While Lepucki’s story has all of the conventions of a literary dystopian novel -- stripping society of its norms, she exposes our detrimental underlying tendencies -- she does more than examine how social groups form and disintegrate. She instead turns a critical eye to interpersonal relationships. As Cal and Frida join a small, new citizenry, they begin concealing details of their daily lives from one another, and their trust takes a hit for it. Chapters are told from their alternating viewpoints as their relationship slowly ebbs. This stylistic choice would be more compelling if the story were told in the character’s voices, rather than Lepucki’s workshopped third-person narration (she’s an Iowa grad, and short, declarative sentences abound), but is nevertheless sufficient for carrying along her tense and thought-provoking plot.

The kicker that sets California apart from, say, Lord of the Flies, and the many stories it's spawned, is Lepucki’s astute insight into the complex, and often conflicting, emotions women attach to childbirth today. When Frida’s pregnancy becomes known within the settlement she and Cal have joined -- a clan openly supporting “containment” -- she undulates between desiring a quiet family life and the approval of her ambitious community. This sentiment, while ostensibly specific to a post-apocalyptic society, is strangely resonant with the choices women today are faced with. Likewise with the rest of the characters’ central conflicts: should personal relationships or idealistic pursuits take precedence? With California, Lepucki raises the question, and, over the course of its gripping pages, reveals her answer.

What other reviewers think:
Publisher's Weekly: "As seen in chapters told from their alternating perspectives, the less they trust each other, the more tension mounts, building to an explosive climax that few readers will see coming."

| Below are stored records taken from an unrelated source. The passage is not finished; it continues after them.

//! Fluent construction of release PipelineRun manifests.

use release_store::ObjectMeta;

use crate::domain::{
    EnterpriseContractPolicy, Param, PipelineRef, PipelineRun, Release, ReleaseStrategy, Result,
    Snapshot, WorkspaceBinding, APPLICATION_LABEL, PIPELINE_TYPE_LABEL, PIPELINE_TYPE_RELEASE,
    RELEASE_NAMESPACE_LABEL, RELEASE_NAME_LABEL,
};
use crate::ownership::set_owner_annotations;

/// Generate-name prefix of every release pipeline run.
pub const RELEASE_PIPELINE_RUN_PREFIX: &str = "release-pipelinerun";

/// Workspace the strategy's persistent volume claim is mounted as.
pub const RELEASE_WORKSPACE: &str = "release-workspace";

pub const POLICY_PARAM: &str = "enterpriseContractPolicy";
pub const SNAPSHOT_PARAM: &str = "snapshot";

/// Builds a PipelineRun whose name is generated by the store.
#[derive(Debug, Clone)]
pub struct ReleasePipelineRunBuilder {
    pipeline_run: PipelineRun,
}

impl ReleasePipelineRunBuilder {
    pub fn new(prefix: &str, namespace: impl Into<String>) -> Self {
        Self {
            pipeline_run: PipelineRun {
                metadata: ObjectMeta::generated(namespace, format!("{prefix}-")),
                spec: Default::default(),
                status: Default::default(),
            },
        }
    }

    /// Annotate the run so its changes map back to `release`.
    pub fn with_owner(mut self, release: &Release) -> Self {
        set_owner_annotations(release, &mut self.pipeline_run);
        self
    }

    /// Label the run with its release identity and application.
    pub fn with_release_and_application_metadata(
        mut self,
        release: &Release,
        application: &str,
    ) -> Self {
        let labels = &mut self.pipeline_run.metadata.labels;
        labels.insert(PIPELINE_TYPE_LABEL.to_string(), PIPELINE_TYPE_RELEASE.to_string());
        labels.insert(RELEASE_NAME_LABEL.to_string(), release.metadata.name.clone());
        labels.insert(
            RELEASE_NAMESPACE_LABEL.to_string(),
            release.metadata.namespace.clone(),
        );
        labels.insert(APPLICATION_LABEL.to_string(), application.to_string());
        self
    }

    pub fn with_release_strategy(mut self, strategy: &ReleaseStrategy) -> Self {
        let spec = &mut self.pipeline_run.spec;
        spec.pipeline_ref = PipelineRef {
            name: strategy.spec.pipeline.clone(),
            bundle: strategy.spec.bundle.clone(),
        };

        for param in &strategy.spec.params {
            let param = if param.values.is_empty() {
                Param::string(&param.name, &param.value)
            } else {
                Param::array(&param.name, param.values.clone())
            };
            spec.params.push(param);
        }

        if let Some(claim) = &strategy.spec.persistent_volume_claim {
            spec.workspaces.push(WorkspaceBinding {
                name: RELEASE_WORKSPACE.to_string(),
                persistent_volume_claim: Some(claim.clone()),
            });
        }

        spec.service_account_name = strategy.spec.service_account.clone();
        self
    }

    /// Pass the policy spec to the pipeline as a JSON string parameter.
    pub fn with_enterprise_contract_policy(
        mut self,
        policy: &EnterpriseContractPolicy,
    ) -> Result<Self> {
        let value = serde_json::to_string(&policy.spec)?;
        self.pipeline_run
            .spec
            .params
            .push(Param::string(POLICY_PARAM, value));
        Ok(self)
    }

    /// Pass the snapshot spec to the pipeline as a JSON string parameter.
    pub fn with_snapshot(mut self, snapshot: &Snapshot) -> Result<Self> {
        let value = serde_json::to_string(&snapshot.spec)?;
        self.pipeline_run
            .spec
            .params
            .push(Param::string(SNAPSHOT_PARAM, value));
        Ok(self)
    }

    pub fn build(self) -> PipelineRun {
        self.pipeline_run
    }
}

#[cfg(test)]
mod tests {
    use super::*;
    use crate::domain::{ParamValue, StrategyParam};
    use crate::ownership::{OWNER_ANNOTATION, OWNER_KIND_ANNOTATION};

    fn strategy() -> ReleaseStrategy {
        let mut strategy = ReleaseStrategy::new("managed", "strategy", "release", "policy");
        strategy.spec.bundle = Some("quay.io/bundles/release:v1".to_string());
        strategy.spec.persistent_volume_claim = Some("release-pvc".to_string());
        strategy.spec.service_account = Some("release-sa".to_string());
        strategy.spec.params = vec![
            StrategyParam {
                name: "extraConfig".to_string(),
                value: "on".to_string(),
                values: Vec::new(),
            },
            StrategyParam {
                name: "tags".to_string(),
                value: String::new(),
                values: vec!["latest".to_string(), "v1".to_string()],
            },
        ];
        strategy
    }

    #[test]
    fn builds_a_labelled_owned_run() {
        let release = Release::new("tenant", "release-a", "plan", "snap");
        let snapshot = Snapshot::new("tenant", "snap", "app").with_component("api", "quay.io/api@sha256:1");
        let policy = EnterpriseContractPolicy::new("managed", "policy");

        let run = ReleasePipelineRunBuilder::new(RELEASE_PIPELINE_RUN_PREFIX, "managed")
            .with_owner(&release)
            .with_release_and_application_metadata(&release, "app")
            .with_release_strategy(&strategy())
            .with_enterprise_contract_policy(&policy)
            .unwrap()
            .with_snapshot(&snapshot)
            .unwrap()
            .build();

        assert_eq!(run.metadata.namespace, "managed");
        assert_eq!(run.metadata.generate_name, "release-pipelinerun-");
        assert!(run.metadata.name.is_empty());

        assert_eq!(run.metadata.label(RELEASE_NAME_LABEL), Some("release-a"));
        assert_eq!(run.metadata.label(RELEASE_NAMESPACE_LABEL), Some("tenant"));
        assert_eq!(run.metadata.label(PIPELINE_TYPE_LABEL), Some("release"));
        assert_eq!(run.metadata.label(APPLICATION_LABEL), Some("app"));
        assert_eq!(run.metadata.annotation(OWNER_ANNOTATION), Some("tenant/release-a"));
        assert_eq!(run.metadata.annotation(OWNER_KIND_ANNOTATION), Some("Release"));

        assert_eq!(run.spec.pipeline_ref.name, "release");
        assert_eq!(run.spec.service_account_name.as_deref(), Some("release-sa"));
        assert_eq!(run.spec.workspaces[0].name, RELEASE_WORKSPACE);
        assert_eq!(
            run.param("tags"),
            Some(&ParamValue::Array(vec!["latest".to_string(), "v1".to_string()]))
        );

        let snapshot_param = run.param(SNAPSHOT_PARAM).and_then(ParamValue::as_str).unwrap();
        let decoded: serde_json::Value = serde_json::from_str(snapshot_param).unwrap();
        assert_eq!(decoded["application"], "app");
        assert_eq!(decoded["components"][0]["containerImage"], "quay.io/api@sha256:1");
        assert!(run.param(POLICY_PARAM).is_some());
    }
}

Kirkus: "This has the bones of an excellent book, but, sadly, an untenable amount of flab is covering them."

Who wrote it?
California is Edan Lepucki's first novel. She attended Iowa Writers' Workshop, and is a staff writer for The Millions.

Who will read it?
Fans of dystopian stories, especially those looking to graduate from Suzanne Collins and her ilk.

Opening lines:
"On the map, their destination had been a stretch of green, as if they would be living on a golf course. No freeways nearby, or any roads, really: those had been left to rot years before. Frida had given this place a secret name, the afterlife, and on their journey, when they were forced to hide in abandoned rest stops, or when they'd filled the car with the last of their gasoline, this place had beckoned. In her mind it was a township, and Cal was the mayor. She was the mayor's wife."

Notable passage:
"He smelled the same. She hadn't hugged him for years; even when he was alive, they barely touched, but now she couldn't let go. That smell: what was it? Pajamas worn until noon, and potato chips, and the leather band of their father's favorite watch, and the baby detergent their mother never stopped using, and his old room, the window never open, the blighted avocado tree blocking views and voyeurs alike. Her brother, his smell."

Rating, out of ten:
7. Though her prose might not be particularly inventive, Lepucki's story is a compelling examination of personal relationships laid bare. A provoking thought experiment, her novel imagines a chillingly plausible future.